Dear Mr. Dad: I am a single mom of a 14-year-old daughter. Throughout much of her childhood I suffered from severe depression, which went undiagnosed until very recently. I’m getting treatment now, and I’m feeling much better. However, my daughter thinks I was pretending to be sick all those years. That really hurts, but how do I explain to her what was really going on?
A: What a difficult situation for both of you. I get a sense from your letter that she either doesn’t know that you were depressed, or simply doesn’t understand what depression is. Or both. As a result, she believes (mistakenly, of course) that depression isn’t a “real” illness and that it’s “all in your mind,” or something you should be able to just snap out of.
The very first thing to do is sit down with your daughter and explain to her that depression isn’t some kind of character flaw. It’s a real sickness, with real symptoms, and there’s absolutely nothing shameful about it – just as there’s nothing shameful about diabetes or cancer or heart disease.
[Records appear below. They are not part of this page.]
use std::sync::Arc;

use anyhow::anyhow;
use tokio::sync::{Mutex, RwLock, oneshot};

use proxydesk_core::{
    ConfigStore, ConnectionManager, HealthCheckConfig, HealthMonitor, ProxyTester, StatusPublisher,
};

/// Global application state managed by Tauri. Everything shareable is
/// Arc'd so spawned tasks can hold their own handles.
#[derive(Clone)]
pub struct AppState {
    pub store: Arc<ConfigStore>,
    pub publisher: Arc<StatusPublisher>,
    pub manager: Arc<ConnectionManager>,
    pub monitor: Arc<HealthMonitor>,
    pub tester: ProxyTester,
    pub first_run: Arc<RwLock<bool>>,
    pub monitor_shutdown: Arc<Mutex<Option<oneshot::Sender<()>>>>,
}

impl AppState {
    pub fn new() -> anyhow::Result<Self> {
        let dir = ConfigStore::default_dir().ok_or_else(|| anyhow!("could not find config directory"))?;
        let store = Arc::new(ConfigStore::new(dir)?);
        let publisher = Arc::new(StatusPublisher::new());
        let tester = ProxyTester::default();
        let manager = Arc::new(ConnectionManager::new(publisher.clone(), tester.clone()));
        let monitor = Arc::new(HealthMonitor::new(
            manager.clone(),
            store.clone(),
            publisher.clone(),
            tester.clone(),
            HealthCheckConfig::default(),
        ));

        Ok(Self {
            store,
            publisher,
            manager,
            monitor,
            tester,
            first_run: Arc::new(RwLock::new(true)),
            monitor_shutdown: Arc::new(Mutex::new(None)),
        })
    }
}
And like most medical conditions, it’s not caused by anything specific that you did or didn’t do.
If you need a little guidance for this conversation, the National Institute of Mental Health has an excellent pamphlet that you can download from its website. The URL’s a bit long, but it’s well worth the trouble. http://www.nimh.nih.gov/health/publications/depression-easy-to-read/index.shtml. At the very least, this will show your daughter that you’re not just making things up or lying to her, and that a legitimate, reputable organization recognizes the reality of depression too.
Once you lay out all the facts, tell your daughter that you understand why she might feel that you essentially abandoned her for all those years. Also share with her what you told me–that it hurts you to know you weren’t always able to be the kind of parent she deserved to have.
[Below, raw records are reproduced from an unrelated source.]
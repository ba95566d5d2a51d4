use std::net::SocketAddr;
use std::time::Duration;

use tokio::io::{AsyncReadExt, AsyncWriteExt};
use tokio::net::{TcpSocket, TcpStream};

mod error;
mod socks5;

pub use error::{Result, TunnelError};
pub use socks5::{socks5_connect, socks5_handshake};

/// Client-side view of a proxy server: where it listens and, optionally,
/// the credentials it expects.
#[derive(Clone, Debug)]
pub struct ProxyEndpoint {
    pub host: String,
    pub port: u16,
    pub username: Option<String>,
    pub password: Option<String>,
}

impl ProxyEndpoint {
    pub fn has_credentials(&self) -> bool {
        self.username.is_some()
    }
}

#[derive(Clone, Debug, Default)]
pub struct ConnectOptions {
    pub connect_timeout: Option<Duration>,
}

/// Establish a tunnel to `target_host:target_port` through an HTTP proxy
/// using CONNECT. Returns the stream plus any bytes the proxy sent past the
/// end of its response headers.
pub async fn connect_http_tunnel(
    proxy: &ProxyEndpoint,
    target_host: &str,
    target_port: u16,
    options: &ConnectOptions,
) -> Result<(TcpStream, Option<Vec<u8>>)> {
    let mut stream = connect_proxy_stream(proxy, options).await?;

    let mut connect_req = format!(
        "CONNECT {target_host}:{target_port} HTTP/1.1\r\nHost: {target_host}:{target_port}\r\n"
    );
    if let Some(auth) = basic_auth(proxy) {
        connect_req.push_str(&format!("Proxy-Authorization: Basic {auth}\r\n"));
    }
    connect_req.push_str("\r\n");
    stream
        .write_all(connect_req.as_bytes())
        .await
        .map_err(|e| TunnelError::connect(format!("failed to send CONNECT: {e}")))?;

    let mut buf = Vec::with_capacity(1024);
    let mut tmp = [0u8; 512];
    loop {
        let n = stream
            .read(&mut tmp)
            .await
            .map_err(|e| TunnelError::connect(format!("failed to read CONNECT response: {e}")))?;
        if n == 0 {
            return Err(TunnelError::connect("proxy closed during CONNECT"));
        }
        buf.extend_from_slice(&tmp[..n]);
        if buf.windows(4).any(|w| w == b"\r\n\r\n") {
            break;
        }
        if buf.len() > 16 * 1024 {
            return Err(TunnelError::protocol("proxy CONNECT response too large"));
        }
    }

    let mut headers = [httparse::EMPTY_HEADER; 16];
    let mut res = httparse::Response::new(&mut headers);
    match res
        .parse(&buf)
        .map_err(|e| TunnelError::protocol(format!("malformed CONNECT response: {e}")))?
    {
        httparse::Status::Complete(n) => {
            let code = res.code.unwrap_or(0);
            if code == 407 {
                return Err(TunnelError::auth("proxy rejected credentials (HTTP 407)"));
            }
            if code != 200 {
                return Err(TunnelError::connect(format!(
                    "proxy CONNECT failed: HTTP {code}"
                )));
            }
            let leftover = if n < buf.len() {
                Some(buf[n..].to_vec())
            } else {
                None
            };
            Ok((stream, leftover))
        }
        httparse::Status::Partial => Err(TunnelError::protocol("proxy CONNECT response incomplete")),
    }
}

/// Establish a tunnel to `target_host:target_port` through a SOCKS5 proxy:
/// method negotiation, optional username/password subnegotiation, CONNECT.
pub async fn connect_socks5_tunnel(
    proxy: &ProxyEndpoint,
    target_host: &str,
    target_port: u16,
    options: &ConnectOptions,
) -> Result<TcpStream> {
    let mut stream = connect_proxy_stream(proxy, options).await?;
    socks5_handshake(&mut stream, proxy).await?;
    socks5_connect(&mut stream, target_host, target_port).await?;
    Ok(stream)
}

/// Open the TCP connection to the proxy itself, bounded by the configured
/// connect timeout.
pub async fn connect_proxy_stream(
    proxy: &ProxyEndpoint,
    options: &ConnectOptions,
) -> Result<TcpStream> {
    let addr = resolve_proxy_addr(proxy).await?;
    let socket = match addr {
        SocketAddr::V4(_) => TcpSocket::new_v4(),
        SocketAddr::V6(_) => TcpSocket::new_v6(),
    }
    .map_err(|e| TunnelError::connect(format!("failed to create socket: {e}")))?;

    let connect_fut = socket.connect(addr);
    let stream = if let Some(timeout) = options.connect_timeout {
        match tokio::time::timeout(timeout, connect_fut).await {
            Ok(res) => res.map_err(|e| {
                TunnelError::connect(format!(
                    "failed to connect to proxy {}:{}: {e}",
                    proxy.host, proxy.port
                ))
            })?,
            Err(_) => return Err(TunnelError::timeout("proxy connect timeout")),
        }
    } else {
        connect_fut.await.map_err(|e| {
            TunnelError::connect(format!(
                "failed to connect to proxy {}:{}: {e}",
                proxy.host, proxy.port
            ))
        })?
    };
    Ok(stream)
}

async fn resolve_proxy_addr(proxy: &ProxyEndpoint) -> Result<SocketAddr> {
    let addrs = tokio::net::lookup_host((proxy.host.as_str(), proxy.port))
        .await
        .map_err(|e| TunnelError::connect(format!("failed to resolve proxy host {}: {e}", proxy.host)))?;
    let mut first = None;
    let mut first_v4 = None;
    for addr in addrs {
        if first.is_none() {
            first = Some(addr);
        }
        if matches!(addr, SocketAddr::V4(_)) {
            first_v4 = Some(addr);
            break;
        }
    }
    first_v4
        .or(first)
        .ok_or_else(|| TunnelError::connect("proxy host did not resolve to any IPs"))
}

fn basic_auth(proxy: &ProxyEndpoint) -> Option<String> {
    use base64::Engine;
    let username = proxy.username.as_deref()?;
    let password = proxy.password.as_deref().unwrap_or("");
    Some(base64::engine::general_purpose::STANDARD.encode(format!("{username}:{password}")))
}

#[cfg(test)]
mod tests {
    use super::*;
    use tokio::net::TcpListener;

    fn endpoint(port: u16, auth: bool) -> ProxyEndpoint {
        ProxyEndpoint {
            host: "127.0.0.1".to_string(),
            port,
            username: auth.then(|| "user".to_string()),
            password: auth.then(|| "pass".to_string()),
        }
    }

    #[tokio::test]
    async fn http_tunnel_success_with_leftover() {
        let listener = TcpListener::bind("127.0.0.1:0").await.unwrap();
        let addr = listener.local_addr().unwrap();
        let proxy = endpoint(addr.port(), true);

        let handle = tokio::spawn(async move {
            let (mut socket, _) = listener.accept().await.unwrap();
            let mut buf = vec![0u8; 2048];
            let n = socket.read(&mut buf).await.unwrap();
            let req = String::from_utf8_lossy(&buf[..n]);
            assert!(req.contains("CONNECT example.com:80"));
            assert!(req.contains("Proxy-Authorization: Basic"));
            let response = b"HTTP/1.1 200 Connection Established\r\n\r\nleftover";
            socket.write_all(response).await.unwrap();
        });

        let (_stream, leftover) =
            connect_http_tunnel(&proxy, "example.com", 80, &ConnectOptions::default())
                .await
                .unwrap();
        assert_eq!(leftover, Some(b"leftover".to_vec()));
        handle.await.unwrap();
    }

    #[tokio::test]
    async fn http_tunnel_without_credentials_omits_auth_header() {
        let listener = TcpListener::bind("127.0.0.1:0").await.unwrap();
        let addr = listener.local_addr().unwrap();
        let proxy = endpoint(addr.port(), false);

        let handle = tokio::spawn(async move {
            let (mut socket, _) = listener.accept().await.unwrap();
            let mut buf = vec![0u8; 2048];
            let n = socket.read(&mut buf).await.unwrap();
            let req = String::from_utf8_lossy(&buf[..n]);
            assert!(!req.contains("Proxy-Authorization"));
            socket
                .write_all(b"HTTP/1.1 200 Connection Established\r\n\r\n")
                .await
                .unwrap();
        });

        let (_stream, leftover) =
            connect_http_tunnel(&proxy, "example.com", 443, &ConnectOptions::default())
                .await
                .unwrap();
        assert_eq!(leftover, None);
        handle.await.unwrap();
    }

    #[tokio::test]
    async fn http_tunnel_maps_407_to_auth_error() {
        let listener = TcpListener::bind("127.0.0.1:0").await.unwrap();
        let addr = listener.local_addr().unwrap();
        let proxy = endpoint(addr.port(), true);

        let handle = tokio::spawn(async move {
            let (mut socket, _) = listener.accept().await.unwrap();
            let mut buf = vec![0u8; 2048];
            let _ = socket.read(&mut buf).await.unwrap();
            socket
                .write_all(b"HTTP/1.1 407 Proxy Authentication Required\r\n\r\n")
                .await
                .unwrap();
        });

        let err = connect_http_tunnel(&proxy, "example.com", 80, &ConnectOptions::default())
            .await
            .unwrap_err();
        assert!(matches!(err, TunnelError::Auth(_)));
        handle.await.unwrap();
    }

    #[tokio::test]
    async fn http_tunnel_rejects_non_200() {
        let listener = TcpListener::bind("127.0.0.1:0").await.unwrap();
        let addr = listener.local_addr().unwrap();
        let proxy = endpoint(addr.port(), false);

        let handle = tokio::spawn(async move {
            let (mut socket, _) = listener.accept().await.unwrap();
            let mut buf = vec![0u8; 2048];
            let _ = socket.read(&mut buf).await.unwrap();
            socket
                .write_all(b"HTTP/1.1 502 Bad Gateway\r\n\r\n")
                .await
                .unwrap();
        });

        let err = connect_http_tunnel(&proxy, "example.com", 80, &ConnectOptions::default())
            .await
            .unwrap_err();
        assert!(matches!(err, TunnelError::Connect(_)));
        assert!(err.to_string().contains("HTTP 502"));
        handle.await.unwrap();
    }

    #[tokio::test]
    async fn connect_times_out_against_silent_drop() {
        // A listener with no accept loop still completes the TCP handshake,
        // so point at a port nothing listens on instead.
        let listener = TcpListener::bind("127.0.0.1:0").await.unwrap();
        let port = listener.local_addr().unwrap().port();
        drop(listener);

        let proxy = endpoint(port, false);
        let options = ConnectOptions {
            connect_timeout: Some(Duration::from_millis(500)),
        };
        let err = connect_proxy_stream(&proxy, &options).await.unwrap_err();
        assert!(matches!(
            err,
            TunnelError::Connect(_) | TunnelError::Timeout(_)
        ));
    }
}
Let her know that since your condition was undiagnosed for a long time, you didn’t fully understand what was happening, and you couldn’t get the help you needed. Tell her about the symptoms you may have experienced, such as chronic fatigue, heart palpitations, panic attacks, inability to make decisions, feelings of hopelessness, constant sadness, and complete lack of motivation. You obviously don’t want to frighten your daughter, but she’s old enough to know that you truly were incapacitated and unable to function as a healthy mom–although you never stopped loving her, and wish you would have been better able to show her.
Tell her that you’re being successfully treated now with medication, therapy, or both, and would like to rebuild your relationship. Unfortunately, there’s no way to make up for lost, time but your teen daughter needs you in her life just as much now as she ever did. This is one of those situations where the old saw, “better late than never” is actually true.
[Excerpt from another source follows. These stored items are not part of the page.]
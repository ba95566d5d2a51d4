use std::fmt;

use proxydesk_proxy::TunnelError;

/// Error surface of the connection engine. Tester and monitor failures are
/// converted into result/status values before they reach callers; this type
/// is what the boundary methods that CAN fail return.
#[derive(Debug, Clone, PartialEq, Eq)]
pub enum ProxyError {
    Validation(String),
    Connect(String),
    Auth(String),
    Protocol(String),
    Busy,
    AlreadyActive,
    Storage(String),
}

impl ProxyError {
    pub fn validation(message: impl Into<String>) -> Self {
        Self::Validation(message.into())
    }

    pub fn connect(message: impl Into<String>) -> Self {
        Self::Connect(message.into())
    }

    pub fn storage(message: impl Into<String>) -> Self {
        Self::Storage(message.into())
    }

    /// Stable machine-readable code, used by the command boundary.
    pub fn code(&self) -> &'static str {
        match self {
            ProxyError::Validation(_) => "VALIDATION_ERROR",
            ProxyError::Connect(_) => "CONNECT_ERROR",
            ProxyError::Auth(_) => "AUTH_ERROR",
            ProxyError::Protocol(_) => "PROTOCOL_ERROR",
            ProxyError::Busy => "BUSY",
            ProxyError::AlreadyActive => "ALREADY_ACTIVE",
            ProxyError::Storage(_) => "STORAGE_ERROR",
        }
    }
}

impl fmt::Display for ProxyError {
    fn fmt(&self, f: &mut fmt::Formatter<'_>) -> fmt::Result {
        match self {
            ProxyError::Validation(m) => write!(f, "invalid configuration: {m}"),
            ProxyError::Connect(m) => write!(f, "connection failed: {m}"),
            ProxyError::Auth(m) => write!(f, "authentication failed: {m}"),
            ProxyError::Protocol(m) => write!(f, "protocol error: {m}"),
            ProxyError::Busy => write!(f, "another connection operation is in progress"),
            ProxyError::AlreadyActive => write!(f, "proxy path is already active"),
            ProxyError::Storage(m) => write!(f, "storage error: {m}"),
        }
    }
}

impl std::error::Error for ProxyError {}

impl From<TunnelError> for ProxyError {
    fn from(err: TunnelError) -> Self {
        match err {
            TunnelError::Connect(m) => ProxyError::Connect(m),
            TunnelError::Auth(m) => ProxyError::Auth(m),
            TunnelError::Protocol(m) => ProxyError::Protocol(m),
            TunnelError::Timeout(m) => ProxyError::Connect(m),
        }
    }
}

pub type Result<T> = std::result::Result<T, ProxyError>;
This doesn’t mean life will be all rosy from here on out. Chances are it won’t. Your daughter may (justifiably) be resentful, suspicious, distrustful and angry, and might even rebel against having you back in her life after all these years. And she may throw your depression back in your face (expect comments like, “you must be off your meds”). So tread lightly and be patient. In her eyes, you’ll have to earn her trust. Consider some family counseling to smooth out the transition for both of you.
Whatever happens, make sure that she knows you love her and that you’re in this for the long haul.